#### Data excerpts
use crate::example_record::ExampleRecord;
use crate::io_model::{FieldSpec, FieldType, IoModel};
use crate::job_record::JobRecord;
use serde_json::json;

/// Datos de ejemplo para pruebas y demos.
pub struct DomainStubs;

impl DomainStubs {
  /// Esquema de clasificación de sentimiento (`text` -> `sentiment`).
  pub fn sentiment_models() -> (IoModel, IoModel) {
    let input = IoModel { fields: vec![FieldSpec::new("text", FieldType::String)] };
    let output = IoModel { fields: vec![FieldSpec::new("sentiment", FieldType::String).with_options(&["positive",
                                                                                                      "negative"])] };
    (input, output)
  }

  /// Job de sentimiento con dos ejemplos sembrados, sin persistir.
  pub fn sample_job() -> JobRecord {
    let (input, output) = Self::sentiment_models();
    let mut job = JobRecord::new(Some("sentiment".to_string()), input, output, Some("classify sentiment".to_string()));
    for (text, label) in [("I love it", "positive"), ("This is awful", "negative")] {
      let (Some(i), Some(o)) = (json!({ "text": text }).as_object().cloned(), json!({ "sentiment": label }).as_object().cloned())
      else {
        continue;
      };
      job.add_example(ExampleRecord::seed(i, o));
    }
    job.event_log.clear();
    job
  }
}
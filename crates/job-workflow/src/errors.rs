use thiserror::Error;

// Errores comunes del ciclo de vida de jobs.
//
// Este enum centraliza los errores que pueden ocurrir durante la
// generación, evaluación y optimización: errores del dominio
// (`DomainError`), del motor (`EngineError`), de bitácoras, validaciones
// de argumentos y caminos no implementados.
#[derive(Error, Debug)]
pub enum WorkflowError {
  /// Errores originados por el dominio o el almacenamiento de jobs.
  #[error("Error de dominio: {0}")]
  Domain(#[from] job_domain::DomainError),

  /// Fallos del motor de completado. Nunca se reintentan aquí.
  #[error("Error del motor: {0}")]
  Engine(#[from] llm_providers::EngineError),

  /// Errores de las bitácoras append-only.
  #[error("Error de bitácora: {0}")]
  Log(#[from] job_log::LogError),

  /// Errores de serializacion/deserializacion JSON.
  #[error("Error de serializacion: {0}")]
  Serialization(#[from] serde_json::Error),

  /// Argumentos incompatibles o incompletos.
  #[error("Error de validacion: {0}")]
  Validation(String),

  /// Salida del motor vacía o sin las claves esperadas.
  #[error("Salida inválida del motor: {0}")]
  EngineOutput(String),

  /// Ninguna ejecución devolvió salida.
  #[error("Sin votos: {0}")]
  NoVotes(String),

  /// Camino explícitamente no implementado.
  #[error("No soportado: {0}")]
  Unsupported(String),

  /// El pool de ejemplos no alcanzó el tamaño pedido dentro del límite de
  /// intentos.
  #[error("No se alcanzó el tamaño del pool de ejemplos: {reached}/{target}")]
  PoolExhausted { target: usize, reached: usize },

  /// Fallo al unir una tarea concurrente.
  #[error("Error de tarea concurrente: {0}")]
  Join(String),
}

/// Alias de resultado usado por las APIs del crate.
pub type Result<T> = std::result::Result<T, WorkflowError>;
// Funciones puras (salvo el desempate) para reducir varias salidas de la
// misma entrada a una sola.
use super::GenerationMetrics;
use crate::engine_call::{object, run_builtin};
use crate::errors::{Result, WorkflowError};
use indexmap::IndexMap;
use job_domain::JsonObject;
use llm_providers::{BuiltinTemplate, EngineFactory, EngineOutput, RunMetrics};
use serde_json::{json, Value as JsonValue};

/// Claves que sólo contienen razonamiento y no cuentan para la igualdad.
pub const REASONING_KEYS: [&str; 3] = ["reason", "chain-of-thoughts", "reasoning"];

pub fn strip_reasoning(output: &JsonObject) -> JsonObject {
    output.iter()
          .filter(|(k, _)| !REASONING_KEYS.contains(&k.as_str()))
          .map(|(k, v)| (k.clone(), v.clone()))
          .collect()
}

/// Salida agrupada con el número de votos que recibió.
#[derive(Debug, Clone, PartialEq)]
pub struct RankedOutput {
    /// Primera salida vista del grupo, con su razonamiento.
    pub output: JsonObject,
    pub count: usize,
}

/// Agrupa por igualdad tras quitar el razonamiento y ordena por votos
/// descendente. Los empates conservan el orden de primera aparición.
pub fn rank_outputs(outputs: &[JsonObject]) -> Vec<RankedOutput> {
    let mut groups: IndexMap<String, RankedOutput> = IndexMap::new();
    for output in outputs {
        let key = JsonValue::Object(strip_reasoning(output)).to_string();
        groups.entry(key)
              .or_insert_with(|| RankedOutput { output: output.clone(),
                                                count: 0 })
              .count += 1;
    }
    let mut ranked: Vec<RankedOutput> = groups.into_values().collect();
    // sort_by es estable
    ranked.sort_by(|a, b| b.count.cmp(&a.count));
    ranked
}

/// Salidas únicas (sin quitar razonamiento) en orden de primera aparición.
pub fn unique_outputs(outputs: &[JsonObject]) -> Vec<JsonObject> {
    let mut unique: Vec<JsonObject> = Vec::new();
    for output in outputs {
        if !unique.contains(output) {
            unique.push(output.clone());
        }
    }
    unique
}

/// Media elemento a elemento de las métricas de cada ejecución. Los errores
/// se concatenan; modelo y configuración se toman de la primera.
pub fn merge_metrics(runs: &[RunMetrics]) -> GenerationMetrics {
    let Some(first) = runs.first() else {
        return GenerationMetrics::default();
    };
    let n = runs.len() as f64;
    GenerationMetrics { execution_time: runs.iter().map(|m| m.execution_time).sum::<f64>() / n,
                        token_usage: runs.iter().map(|m| m.token_usage as f64).sum::<f64>() / n,
                        failure_rate: runs.iter().map(|m| m.failure_rate).sum::<f64>() / n,
                        num_runs: runs.len(),
                        model_name: first.model_name.clone(),
                        model_config: first.model_config.clone(),
                        errors: runs.iter().filter_map(|m| m.errors.clone()).flatten().collect(),
                        reliability: None,
                        verification_type: None }
}

/// Salida ganadora si el grupo más votado alcanza `min_votes`, con
/// `reliability = votos / total`.
pub fn majority_vote(outputs: &[JsonObject], min_votes: usize) -> Option<(JsonObject, f64)> {
    let ranked = rank_outputs(outputs);
    let top = ranked.first()?;
    if top.count >= min_votes {
        Some((top.output.clone(), top.count as f64 / outputs.len() as f64))
    } else {
        None
    }
}

/// Índice devuelto por el motor, validado contra `len`.
fn parse_index(value: Option<&JsonValue>, len: usize) -> Option<usize> {
    let idx = match value? {
        JsonValue::Number(n) => n.as_u64()? as usize,
        JsonValue::String(s) => s.trim().parse::<usize>().ok()?,
        _ => return None,
    };
    (idx < len).then_some(idx)
}

/// Pide al motor que elija la mejor entre `candidates` (una única llamada).
/// Un índice ausente, no numérico o fuera de rango cae en el primer
/// candidato.
pub async fn get_best_output(factory: &dyn EngineFactory,
                             instruction: Option<&str>,
                             input: &JsonObject,
                             candidates: &[JsonObject])
                             -> Result<JsonObject> {
    let first = candidates.first()
                          .ok_or_else(|| WorkflowError::NoVotes("no hay salidas entre las que elegir".to_string()))?;
    let request = object([("task_instruction", json!(instruction.unwrap_or_default())),
                          ("task_input", JsonValue::Object(input.clone())),
                          ("task_output", json!(candidates))]);
    let chosen = match run_builtin(factory, BuiltinTemplate::FindBest, request).await {
        Ok(EngineOutput { output, .. }) => parse_index(output.get("index"), candidates.len()),
        Err(WorkflowError::EngineOutput(msg)) => {
            log::warn!("Desempate sin salida del motor: {}", msg);
            None
        }
        Err(e) => return Err(e),
    };
    match chosen {
        Some(i) => Ok(candidates[i].clone()),
        None => {
            log::warn!("Índice de desempate inválido; se usa la primera salida");
            Ok(first.clone())
        }
    }
}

#### What is required
Word for word, return the entire set of entries.

#### Your response
use crate::example_record::ExampleRecord;
use crate::io_model::{FieldSpec, FieldType, IoModel};
use crate::job_record::JobRecord;
use serde_json::json;

/// Datos de ejemplo para pruebas y demos.
pub struct DomainStubs;

impl DomainStubs {
  /// Esquema de clasificación de sentimiento (`text` -> `sentiment`).
  pub fn sentiment_models() -> (IoModel, IoModel) {
    let input = IoModel { fields: vec![FieldSpec::new("text", FieldType::String)] };
    let output = IoModel { fields: vec![FieldSpec::new("sentiment", FieldType::String).with_options(&["positive",
                                                                                                      "negative"])] };
    (input, output)
  }

  /// Job de sentimiento con dos ejemplos sembrados, sin persistir.
  pub fn sample_job() -> JobRecord {
    let (input, output) = Self::sentiment_models();
    let mut job = JobRecord::new(Some("sentiment".to_string()), input, output, Some("classify sentiment".to_string()));
    for (text, label) in [("I love it", "positive"), ("This is awful", "negative")] {
      let (Some(i), Some(o)) = (json!({ "text": text }).as_object().cloned(), json!({ "sentiment": label }).as_object().cloned())
      else {
        continue;
      };
      job.add_example(ExampleRecord::seed(i, o));
    }
    job.event_log.clear();
    job
  }
}
filename crates/job-workflow/src/errors.rs
use thiserror::Error;

// Errores comunes del ciclo de vida de jobs.
//
// Este enum centraliza los errores que pueden ocurrir durante la
// generación, evaluación y optimización: errores del dominio
// (`DomainError`), del motor (`EngineError`), de bitácoras, validaciones
// de argumentos y caminos no implementados.
#[derive(Error, Debug)]
pub enum WorkflowError {
  /// Errores originados por el dominio o el almacenamiento de jobs.
  #[error("Error de dominio: {0}")]
  Domain(#[from] job_domain::DomainError),

  /// Fallos del motor de completado. Nunca se reintentan aquí.
  #[error("Error del motor: {0}")]
  Engine(#[from] llm_providers::EngineError),

  /// Errores de las bitácoras append-only.
  #[error("Error de bitácora: {0}")]
  Log(#[from] job_log::LogError),

  /// Errores de serializacion/deserializacion JSON.
  #[error("Error de serializacion: {0}")]
  Serialization(#[from] serde_json::Error),

  /// Argumentos incompatibles o incompletos.
  #[error("Error de validacion: {0}")]
  Validation(String),

  /// Salida del motor vacía o sin las claves esperadas.
  #[error("Salida inválida del motor: {0}")]
  EngineOutput(String),

  /// Ninguna ejecución devolvió salida.
  #[error("Sin votos: {0}")]
  NoVotes(String),

  /// Camino explícitamente no implementado.
  #[error("No soportado: {0}")]
  Unsupported(String),

  /// El pool de ejemplos no alcanzó el tamaño pedido dentro del límite de
  /// intentos.
  #[error("No se alcanzó el tamaño del pool de ejemplos: {reached}/{target}")]
  PoolExhausted { target: usize, reached: usize },

  /// Fallo al unir una tarea concurrente.
  #[error("Error de tarea concurrente: {0}")]
  Join(String),
}

/// Alias de resultado usado por las APIs del crate.
pub type Result<T> = std::result::Result<T, WorkflowError>;
// Funciones puras (salvo el desempate) para reducir varias salidas de la
// misma entrada a una sola.
use super::GenerationMetrics;
use crate::engine_call::{object, run_builtin};
use crate::errors::{Result, WorkflowError};
use indexmap::IndexMap;
use job_domain::JsonObject;
use llm_providers::{BuiltinTemplate, EngineFactory, EngineOutput, RunMetrics};
use serde_json::{json, Value as JsonValue};

/// Claves que sólo contienen razonamiento y no cuentan para la igualdad.
pub const REASONING_KEYS: [&str; 3] = ["reason", "chain-of-thoughts", "reasoning"];

pub fn strip_reasoning(output: &JsonObject) -> JsonObject {
    output.iter()
          .filter(|(k, _)| !REASONING_KEYS.contains(&k.as_str()))
          .map(|(k, v)| (k.clone(), v.clone()))
          .collect()
}

/// Salida agrupada con el número de votos que recibió.
#[derive(Debug, Clone, PartialEq)]
pub struct RankedOutput {
    /// Primera salida vista del grupo, con su razonamiento.
    pub output: JsonObject,
    pub count: usize,
}

/// Agrupa por igualdad tras quitar el razonamiento y ordena por votos
/// descendente. Los empates conservan el orden de primera aparición.
pub fn rank_outputs(outputs: &[JsonObject]) -> Vec<RankedOutput> {
    let mut groups: IndexMap<String, RankedOutput> = IndexMap::new();
    for output in outputs {
        let key = JsonValue::Object(strip_reasoning(output)).to_string();
        groups.entry(key)
              .or_insert_with(|| RankedOutput { output: output.clone(),
                                                count: 0 })
              .count += 1;
    }
    let mut ranked: Vec<RankedOutput> = groups.into_values().collect();
    // sort_by es estable
    ranked.sort_by(|a, b| b.count.cmp(&a.count));
    ranked
}

/// Salidas únicas (sin quitar razonamiento) en orden de primera aparición.
pub fn unique_outputs(outputs: &[JsonObject]) -> Vec<JsonObject> {
    let mut unique: Vec<JsonObject> = Vec::new();
    for output in outputs {
        if !unique.contains(output) {
            unique.push(output.clone());
        }
    }
    unique
}

/// Media elemento a elemento de las métricas de cada ejecución. Los errores
/// se concatenan; modelo y configuración se toman de la primera.
pub fn merge_metrics(runs: &[RunMetrics]) -> GenerationMetrics {
    let Some(first) = runs.first() else {
        return GenerationMetrics::default();
    };
    let n = runs.len() as f64;
    GenerationMetrics { execution_time: runs.iter().map(|m| m.execution_time).sum::<f64>() / n,
                        token_usage: runs.iter().map(|m| m.token_usage as f64).sum::<f64>() / n,
                        failure_rate: runs.iter().map(|m| m.failure_rate).sum::<f64>() / n,
                        num_runs: runs.len(),
                        model_name: first.model_name.clone(),
                        model_config: first.model_config.clone(),
                        errors: runs.iter().filter_map(|m| m.errors.clone()).flatten().collect(),
                        reliability: None,
                        verification_type: None }
}

/// Salida ganadora si el grupo más votado alcanza `min_votes`, con
/// `reliability = votos / total`.
pub fn majority_vote(outputs: &[JsonObject], min_votes: usize) -> Option<(JsonObject, f64)> {
    let ranked = rank_outputs(outputs);
    let top = ranked.first()?;
    if top.count >= min_votes {
        Some((top.output.clone(), top.count as f64 / outputs.len() as f64))
    } else {
        None
    }
}

/// Índice devuelto por el motor, validado contra `len`.
fn parse_index(value: Option<&JsonValue>, len: usize) -> Option<usize> {
    let idx = match value? {
        JsonValue::Number(n) => n.as_u64()? as usize,
        JsonValue::String(s) => s.trim().parse::<usize>().ok()?,
        _ => return None,
    };
    (idx < len).then_some(idx)
}

/// Pide al motor que elija la mejor entre `candidates` (una única llamada).
/// Un índice ausente, no numérico o fuera de rango cae en el primer
/// candidato.
pub async fn get_best_output(factory: &dyn EngineFactory,
                             instruction: Option<&str>,
                             input: &JsonObject,
                             candidates: &[JsonObject])
                             -> Result<JsonObject> {
    let first = candidates.first()
                          .ok_or_else(|| WorkflowError::NoVotes("no hay salidas entre las que elegir".to_string()))?;
    let request = object([("task_instruction", json!(instruction.unwrap_or_default())),
                          ("task_input", JsonValue::Object(input.clone())),
                          ("task_output", json!(candidates))]);
    let chosen = match run_builtin(factory, BuiltinTemplate::FindBest, request).await {
        Ok(EngineOutput { output, .. }) => parse_index(output.get("index"), candidates.len()),
        Err(WorkflowError::EngineOutput(msg)) => {
            log::warn!("Desempate sin salida del motor: {}", msg);
            None
        }
        Err(e) => return Err(e),
    };
    match chosen {
        Some(i) => Ok(candidates[i].clone()),
        None => {
            log::warn!("Índice de desempate inválido; se usa la primera salida");
            Ok(first.clone())
        }
    }
}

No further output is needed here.